Roy Exum: Who Speaks For ‘Sam?’

  • Wednesday, August 22, 2018
  • Roy Exum
Roy Exum
Roy Exum

Fall classes began at the University of North Carolina on Monday and, before the day was spent, those in quest of a higher education were offered a great lesson. At about 9:30 at night in Chapel Hill – this in the university’s aptly-named Peace and Justice Plaza – a mob of about 300 defied UNC officials and state law by tearing down a Civil War statue.

The statue, which was given to the university in 1913 in memory of the students who were slain in the battles of the Civil War, has been a point of controversy in recent years. While it and other Civil War sites have been protected by the state legislature, hundreds of statues around the country have been desecrated. In Monday’s moment at UNC, protesters placed large banners around “Silent Sam,” a campus landmark, and after darkness fell, used hidden ropes to pull the statue on its face from its base.

An editorial in the Charlotte Observer lauded the lawless: Oh, the editors disagreed with ‘mob rule’ but swept that fret away with this summation: “What’s more this morning — to UNC students and others — is that Silent Sam is down. One more monument to racism gone. One more reminder that instead of waiting for change, sometimes you have to pull it toward you.”

Well, where do you draw the line? When the statue was dedicated over 100 years ago, UNC archives tell us that a radical and most racist industrialist, Julian Carr, spoke at the unveiling and, in his best Ku Klux Klan stripe, the madman boasted with what he claimed was a personal story:

“I trust I may be pardoned for one allusion, howbeit it is rather personal,” Carr said. “One hundred yards from where we stand, less than ninety days perhaps after my return from Appomattox, I horsewhipped a negro wench until her skirts hung in shreds, because upon the streets of this quiet village she had publicly insulted and maligned a Southern lady, and then rushed for protection to these University buildings where was stationed a garrison of 100 Federal soldiers. I performed the pleasing duty in the immediate presence of the entire garrison, and for thirty nights afterwards slept with a double-barrel shot gun under my head.”

I can honestly say that I don’t believe the likes of Julian Carr ever ascended to be included in heaven’s Good Book. Yes, he could have sought forgiveness and received penance from an Almighty God but if that be assumed, let’s also imagine the Holy chariot pulling over at some spot towards heaven and the men aboard beating the very Devil out of our worse-among-the-worst.

This week’s response to the statue murder was immediate but lost in the melee was “Sam” himself. Long, long ago Saint Augustine challenged the world: “Right is right even if no one is doing it; wrong is wrong even if everyone is doing it.” Up until the last decade, those who fought brother-against-brother were convinced their cause was worth fighting to uphold and, in the Land of Democracy, the law has always been absolute.

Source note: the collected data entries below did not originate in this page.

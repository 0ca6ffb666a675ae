//! Ord-style envelope serialization.
//!
//! Layout: `push("ord") OP_1 push(content_type) OP_0 push(chunk)...`

use crate::inscription::MAX_PUSH_BYTES;

const OP_0: u8 = 0x00;
const OP_PUSHDATA1: u8 = 0x4c;
const OP_PUSHDATA2: u8 = 0x4d;
const OP_1: u8 = 0x51;

/// Envelope marker.
pub const ORD_TAG: &[u8] = b"ord";

/// Append a minimally encoded data push.
///
/// Callers keep `data` within [`MAX_PUSH_BYTES`].
pub fn push_bytes(script: &mut Vec<u8>, data: &[u8]) {
    debug_assert!(data.len() <= MAX_PUSH_BYTES);
    match data.len() {
        0 => script.push(OP_0),
        len @ 1..=75 => script.push(len as u8),
        len @ 76..=255 => {
            script.push(OP_PUSHDATA1);
            script.push(len as u8);
        }
        len => {
            script.push(OP_PUSHDATA2);
            script.extend_from_slice(&(len as u16).to_le_bytes());
        }
    }
    script.extend_from_slice(data);
}

/// Append a small integer opcode (`OP_0`, `OP_1`..`OP_16`).
pub fn push_small_int(script: &mut Vec<u8>, n: u8) {
    debug_assert!(n <= 16);
    if n == 0 {
        script.push(OP_0);
    } else {
        script.push(OP_1 + (n - 1));
    }
}

/// Serialize a complete envelope for `body`.
pub fn encode(content_type: &str, body: &[u8]) -> Vec<u8> {
    let mut script = Vec::with_capacity(body.len() + content_type.len() + 16);
    push_bytes(&mut script, ORD_TAG);
    push_small_int(&mut script, 1);
    push_bytes(&mut script, content_type.as_bytes());
    push_small_int(&mut script, 0);
    for chunk in body.chunks(MAX_PUSH_BYTES) {
        push_bytes(&mut script, chunk);
    }
    script
}
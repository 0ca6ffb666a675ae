//! End-to-end mint cycles against a mock node over HTTP.

mod common;

use std::path::PathBuf;
use std::sync::{Arc, Mutex};

use serde_json::json;

use common::{ok, rpc_error, start_mock_node, v4_tx_hex, RpcCall};
use zrc20_minter::automation::{run_mode, Mode};
use zrc20_minter::inscription::contains_mint_of;
use zrc20_minter::lifecycle::{build_runtime, load_and_validate, StartupError};
use zrc20_minter::Shutdown;

const WALLET: &str = "t1MockWalletAddress";

/// Mock node state shared with the assertions.
#[derive(Default)]
struct Ledger {
    methods: Vec<String>,
    broadcast: Vec<String>,
    mempool: Vec<(String, String)>,
}

async fn mock_node(ledger: Arc<Mutex<Ledger>>) -> std::net::SocketAddr {
    start_mock_node(move |call: RpcCall| {
        let mut ledger = ledger.lock().unwrap();
        ledger.methods.push(call.method.clone());
        match call.method.as_str() {
            "listunspent" => ok(json!([{
                "txid": "aa".repeat(32),
                "vout": 0,
                "address": WALLET,
                "amount": 0.001,
                "amountZat": 100_000,
                "confirmations": 6,
                "spendable": true
            }])),
            "estimatesmartfee" => ok(json!({"feerate": 0.0001, "blocks": 2})),
            "createrawtransaction" => ok(json!(v4_tx_hex(1, &[]))),
            "signrawtransaction" => ok(json!({"hex": v4_tx_hex(1, &[0x30; 72]), "complete": true})),
            "sendrawtransaction" => {
                let hex = call.params[0].as_str().unwrap_or_default().to_string();
                ledger.broadcast.push(hex);
                ok(json!("bb".repeat(32)))
            }
            "getrawmempool" => {
                let txids: Vec<String> = ledger.mempool.iter().map(|(id, _)| id.clone()).collect();
                ok(json!(txids))
            }
            "getrawtransaction" => {
                let wanted = call.params[0].as_str().unwrap_or_default();
                match ledger.mempool.iter().find(|(id, _)| id == wanted) {
                    Some((_, hex)) => ok(json!(hex)),
                    None => rpc_error(-5, "No such mempool or blockchain transaction"),
                }
            }
            other => rpc_error(-32601, &format!("Method not found: {}", other)),
        }
    })
    .await
}

fn write_config(name: &str, addr: std::net::SocketAddr, mempool_guard: bool) -> PathBuf {
    let path = std::env::temp_dir().join(format!("zrc20-minter-{}-{}.toml", name, std::process::id()));
    let toml = format!(
        r#"
wallet_strategy = "round_robin"

[network]
timeout_secs = 5
max_attempts = 1

[[network.rpc_nodes]]
url = "http://{addr}"
user = "rpcuser"
password = "rpcpass"

[[wallets]]
address = "{wallet}"
label = "main"

[fee]
dynamic = true
floor_rate = 5

[retry]
max_retries = 1
base_delay_ms = 10
max_delay_ms = 20
jitter = false

[mint]
postage_sats = 1000

[[mint.targets]]
tick = "ZORD"
amount = 1000

[mempool]
enabled = {mempool_guard}
"#,
        addr = addr,
        wallet = WALLET,
        mempool_guard = mempool_guard,
    );
    std::fs::write(&path, toml).unwrap();
    path
}

#[tokio::test]
async fn test_once_mode_mints_and_broadcasts() {
    let ledger = Arc::new(Mutex::new(Ledger::default()));
    let addr = mock_node(ledger.clone()).await;
    let path = write_config("once", addr, true);

    let config = load_and_validate(&path, None).unwrap();
    let runtime = build_runtime(config).unwrap();
    let totals = run_mode(&runtime, Mode::Once, &Shutdown::new()).await;
    let _ = std::fs::remove_file(&path);

    assert_eq!(totals.cycles(), 1);
    assert_eq!(totals.failed_targets(), 0);

    let ledger = ledger.lock().unwrap();
    assert_eq!(ledger.broadcast.len(), 1);
    let raw = hex::decode(&ledger.broadcast[0]).unwrap();
    assert!(contains_mint_of(&raw, "ZORD"));

    let position = |method: &str| ledger.methods.iter().position(|m| m == method).unwrap();
    assert!(position("getrawmempool") < position("estimatesmartfee"));
    assert!(position("createrawtransaction") < position("signrawtransaction"));
    assert!(position("signrawtransaction") < position("sendrawtransaction"));
}

#[tokio::test]
async fn test_pending_mint_skips_target() {
    let ledger = Arc::new(Mutex::new(Ledger::default()));
    let addr = mock_node(ledger.clone()).await;

    // a previous run already broadcast a mint of the same tick
    let pending = {
        let runtime_ledger = Arc::new(Mutex::new(Ledger::default()));
        let first_addr = mock_node(runtime_ledger.clone()).await;
        let path = write_config("seed", first_addr, false);
        let runtime = build_runtime(load_and_validate(&path, None).unwrap()).unwrap();
        run_mode(&runtime, Mode::Once, &Shutdown::new()).await;
        let _ = std::fs::remove_file(&path);
        let broadcast = runtime_ledger.lock().unwrap().broadcast.clone();
        broadcast[0].clone()
    };
    ledger
        .lock()
        .unwrap()
        .mempool
        .push(("cc".repeat(32), pending));

    let path = write_config("skip", addr, true);
    let runtime = build_runtime(load_and_validate(&path, None).unwrap()).unwrap();
    let totals = run_mode(&runtime, Mode::Once, &Shutdown::new()).await;
    let _ = std::fs::remove_file(&path);

    assert_eq!(totals.cycles(), 1);
    assert_eq!(totals.failed_targets(), 0);
    let ledger = ledger.lock().unwrap();
    assert!(ledger.broadcast.is_empty());
    assert!(!ledger.methods.iter().any(|m| m == "createrawtransaction"));
}

#[tokio::test]
async fn test_rejected_broadcast_counts_as_failure() {
    let addr = start_mock_node(|call: RpcCall| match call.method.as_str() {
        "listunspent" => ok(json!([{
            "txid": "aa".repeat(32),
            "vout": 0,
            "address": WALLET,
            "amount": 0.001,
            "confirmations": 6
        }])),
        "estimatesmartfee" => ok(json!({"feerate": 0.0001})),
        "createrawtransaction" => ok(json!(v4_tx_hex(1, &[]))),
        "signrawtransaction" => ok(json!({"hex": v4_tx_hex(1, &[0x30; 72]), "complete": true})),
        "sendrawtransaction" => rpc_error(-26, "16: bad-txns-oversize"),
        "getrawmempool" => ok(json!([])),
        _ => rpc_error(-32601, "Method not found"),
    })
    .await;
    let path = write_config("rejected", addr, false);

    let runtime = build_runtime(load_and_validate(&path, None).unwrap()).unwrap();
    let totals = run_mode(&runtime, Mode::Once, &Shutdown::new()).await;
    let _ = std::fs::remove_file(&path);

    assert_eq!(totals.cycles(), 1);
    assert_eq!(totals.failed_targets(), 1);
}

#[test]
fn test_missing_config_is_startup_error() {
    let path = std::env::temp_dir().join("zrc20-minter-does-not-exist.toml");
    let result = load_and_validate(&path, None);
    assert!(matches!(result, Err(StartupError::Config(_))));
}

There were steps being taken by both the university and the state to handle the issue properly. The statue was called “Silent Sam” because the sculptor – John Wilson – failed to adorn the likeness with an ammo pouch. But with the statue toppling head first, who speaks for the innocents like the 620,000 “Sams” who lost their lives on both sides in this nation’s biggest heartbreak?

Are those who would desecrate monuments and graves unable to see these were our nation’s sons and daughters? Dare think that any back then, children – exactly their age – were not also taking a stand for what they rather famously thought right? You must grasp this: Then was then, this is now, and any who attempt to sully or hide the truth are the best examples of why we must always and forever recognize the good and the bad of our heritage. We are a combination of only what we have now become and to tear a statue down is as mighty a reflection on the truth as the statue’s unveiling long, long ago.

I believe that every “Sam” who fell in the Civil War was somebody’s brother, a mother’s son – one who was so intent on the best for her boy that, back in the mid-1850s, she and the rest of the family stoically did without so her son would go to UNC to further embolden her dream of him one day becoming the President of the United States.

I am also quite assured not one mother has ever really heard the drums of war that drew their sons, their brothers, or their kin. It is impossible for a mother to hear. Yet to a one, every woman who cherishes freedom for her brood, respects the decision and the devotion to the flag, even when they get that heart-piercing news her boy will not be coming home.

The Saint’s vision is true: “Right is right even if no one is doing it; wrong is wrong even if everyone is doing it.

My God, 62,000 of our sons didn’t come back to live a life they each deserved. What is right? What is wrong? Allow me to share an answer …

Had it not been for the “Silent Sam” statue, I would have never known about the scurrilous lout who horsewhipped a woman in front of 100 Union troops. Not a one raised a finger. However, I am assured, without reservation, that had just one “Sam” been present at the statue’s dedication, guest speaker Julian Carr would have seen the business end of that shotgun up close.

Every Union and Confederate ‘son’ will agree: Any man who ever horsewhips a woman no longer has a need for a pillow. There is nothing for him to put on it.